Quella voce sembrava un rantolo, il sibilo di un
serpente. Mi fece rabbrividire. Mi accorsi che da sotto la porta stava
scorrendo, quella che doveva essere benzina. Si stava espandendo per tutta la
stanza, i tappetini si stavano imbevendo di benzina, così pure la carta da
parati, essendo la parete sprovvista di zoccoletto, si stava anche lei
imbevendo. Mi allontanai dalla porta, aprii la finestra che si trovava nella
posizione opposta. La finestra aveva alla base un cornicione con uno spessore
di cinque centimetri, era pericolosissimo camminarci sopra. Mi rivolsi di nuovo
verso la porta, l’unica cosa era darle una spallata con tutta la forza che
avevo. Mi ero preparato prendendo una rincorsa, quando da sotto la porta si
levò una lingua di fuoco che divampò su tutti i mobili della camera.

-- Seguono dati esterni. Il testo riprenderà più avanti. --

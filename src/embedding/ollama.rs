//! Ollama-compatible HTTP embedding client.
//!
//! Talks to `POST <base_url>/api/embed` with a blocking client; the engine
//! is synchronous and callers wanting asynchrony run ingest on their own
//! worker threads. Batch requests fan out over a bounded pool of scoped
//! threads while preserving input order in the result.

use std::sync::atomic::{AtomicUsize, Ordering};
use std::sync::{Mutex, RwLock};
use std::thread;
use std::time::{Duration, Instant};

use serde::{Deserialize, Serialize};
use tracing::{debug, info, warn};

use super::{model_dimension_hint, Embedder};
use crate::error::{Result, SemdexError};

/// Maximum bytes of an error response body surfaced in error messages.
const MAX_ERROR_BODY: usize = 200;

/// Request body for the embed endpoint.
#[derive(Serialize)]
struct EmbedRequest<'a> {
    model: &'a str,
    input: &'a str,
}

/// Response body from the embed endpoint. Single-text requests use
/// `embeddings[0]`.
#[derive(Deserialize)]
struct EmbedResponse {
    #[serde(default)]
    embeddings: Vec<Vec<f32>>,
}

/// Stateless embedding client for an Ollama-compatible service.
pub struct OllamaEmbedder {
    base_url: String,
    model: String,
    client: reqwest::blocking::Client,
    /// Frozen on the first successful response when the model is unknown.
    dimension: RwLock<usize>,
    workers: usize,
}

impl std::fmt::Debug for OllamaEmbedder {
    fn fmt(&self, f: &mut std::fmt::Formatter<'_>) -> std::fmt::Result {
        f.debug_struct("OllamaEmbedder")
            .field("base_url", &self.base_url)
            .field("model", &self.model)
            .field("workers", &self.workers)
            .finish_non_exhaustive()
    }
}

impl OllamaEmbedder {
    /// Creates a client for the given service URL and model.
    ///
    /// # Errors
    ///
    /// Returns a `Config` error when the URL or model is empty, or when the
    /// HTTP client cannot be constructed.
    pub fn new(base_url: &str, model: &str, timeout: Duration, workers: usize) -> Result<Self> {
        if base_url.is_empty() {
            return Err(SemdexError::config("embedding URL cannot be empty"));
        }
        if model.is_empty() {
            return Err(SemdexError::config("embedding model cannot be empty"));
        }

        let client = reqwest::blocking::Client::builder()
            .timeout(timeout)
            .build()
            .map_err(|e| SemdexError::config(format!("failed to build HTTP client: {e}")))?;

        let dimension = model_dimension_hint(model);
        if dimension != 0 {
            debug!(model, dimension, "Using known model dimension");
        }

        Ok(Self {
            base_url: base_url.trim_end_matches('/').to_string(),
            model: model.to_string(),
            client,
            dimension: RwLock::new(dimension),
            workers: workers.max(1),
        })
    }

    /// Sends one embed request and extracts the first embedding.
    fn request_embedding(&self, text: &str) -> Result<Vec<f32>> {
        let start = Instant::now();
        let url = format!("{}/api/embed", self.base_url);
        let body = EmbedRequest {
            model: &self.model,
            input: text,
        };

        let response = self
            .client
            .post(&url)
            .json(&body)
            .send()
            .map_err(|e| {
                SemdexError::embedding(format!(
                    "embed request to {url} failed for model '{}': {e}",
                    self.model
                ))
            })?;

        let status = response.status();
        if !status.is_success() {
            let body = response.text().unwrap_or_default();
            let truncated: String = body.chars().take(MAX_ERROR_BODY).collect();
            warn!(status = status.as_u16(), model = %self.model, "Embed request failed");
            return Err(SemdexError::embedding(format!(
                "embed request failed with status {}: {truncated}",
                status.as_u16()
            )));
        }

        let parsed: EmbedResponse = response.json().map_err(|e| {
            SemdexError::embedding(format!("failed to decode embed response: {e}"))
        })?;

        let embedding = parsed
            .embeddings
            .into_iter()
            .next()
            .filter(|v| !v.is_empty())
            .ok_or_else(|| {
                SemdexError::embedding(format!(
                    "no embedding returned for model '{}'",
                    self.model
                ))
            })?;

        self.freeze_dimension(embedding.len());

        debug!(
            dimension = embedding.len(),
            elapsed_ms = start.elapsed().as_millis() as u64,
            "Embedding generated"
        );
        Ok(embedding)
    }

    /// Records the observed dimension if it was previously unknown.
    fn freeze_dimension(&self, observed: usize) {
        let current = self.dimension.read().map(|d| *d).unwrap_or(0);
        if current == 0 {
            if let Ok(mut dim) = self.dimension.write() {
                if *dim == 0 {
                    *dim = observed;
                    info!(dimension = observed, model = %self.model, "Embedder dimension detected");
                }
            }
        }
    }
}

impl Embedder for OllamaEmbedder {
    fn generate(&self, text: &str) -> Result<Vec<f32>> {
        self.request_embedding(text)
    }

    /// Embeds every text with a bounded worker pool.
    ///
    /// Workers pull the next input index from a shared cursor and write the
    /// outcome into that index's result slot, so the output order is fully
    /// determined by the input order regardless of completion order. The
    /// error with the smallest input index wins.
    fn generate_batch(&self, texts: &[String]) -> Result<Vec<Vec<f32>>> {
        if texts.is_empty() {
            return Ok(Vec::new());
        }

        let start = Instant::now();
        let workers = self.workers.min(texts.len());
        info!(count = texts.len(), workers, model = %self.model, "Generating batch embeddings");

        let slots: Vec<Mutex<Option<Result<Vec<f32>>>>> =
            texts.iter().map(|_| Mutex::new(None)).collect();
        let cursor = AtomicUsize::new(0);

        thread::scope(|scope| {
            for _ in 0..workers {
                scope.spawn(|| loop {
                    let i = cursor.fetch_add(1, Ordering::SeqCst);
                    if i >= texts.len() {
                        break;
                    }
                    let outcome = self.request_embedding(&texts[i]);
                    if let Ok(mut slot) = slots[i].lock() {
                        *slot = Some(outcome);
                    }
                });
            }
        });

        let mut embeddings = Vec::with_capacity(texts.len());
        for (i, slot) in slots.into_iter().enumerate() {
            let outcome = slot
                .into_inner()
                .map_err(|_| SemdexError::embedding("batch result slot poisoned"))?
                .ok_or_else(|| {
                    SemdexError::embedding(format!("no result produced for text {i}"))
                })?;
            match outcome {
                Ok(embedding) => embeddings.push(embedding),
                Err(e) => {
                    return Err(SemdexError::embedding(format!(
                        "failed to generate embedding for text {i}: {e}"
                    )))
                }
            }
        }

        info!(
            count = embeddings.len(),
            elapsed_ms = start.elapsed().as_millis() as u64,
            "Batch embedding generation completed"
        );
        Ok(embeddings)
    }

    fn dimension(&self) -> usize {
        self.dimension.read().map(|d| *d).unwrap_or(0)
    }
}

Ora non
avevo altra scelta, mi tolsi il giubbotto, il maglione e le scarpe, misi tutto
dentro la fodera di un cuscino del letto dell’ingegnere e buttai tutto giù
dalla finestra, mi arrampicai sul cornicione e comincia ad avanzare verso il
terrazzo della cucina. Ci impiegai una vita, strisciavo il viso e il petto sul
muro, avanzavo lentamente strisciando i piedi sul cornicione, il vento gelido
completava l’opera. Riuscii a raggiungere la terrazza. La porta finestra che
comunicava con la cucina era chiusa, presi un vaso e lo schiantai sul vetro che
si frantumò. La casa era avvolta dalle fiamme, corsi verso l’uscita.
Finalmente ero per strada,
dell’uomo nessuna traccia. Era scomparso. Andai a riprendere i vestiti che
avevo lanciato. Mi rivestii mentre sentivo da lontano le sirene dei pompieri
che stavano accorrendo per spegnere l’incendio. Per fortuna ero ancora tutto
intero, mi sistemai e mi diressi verso casa. Mi accorsi che nella tasca del
giubbotto c’era ancora l’unica cosa ormai che apparteneva all’ingegnere
Tommasini, quella foto che ero riuscito a salvare dalle fiamme.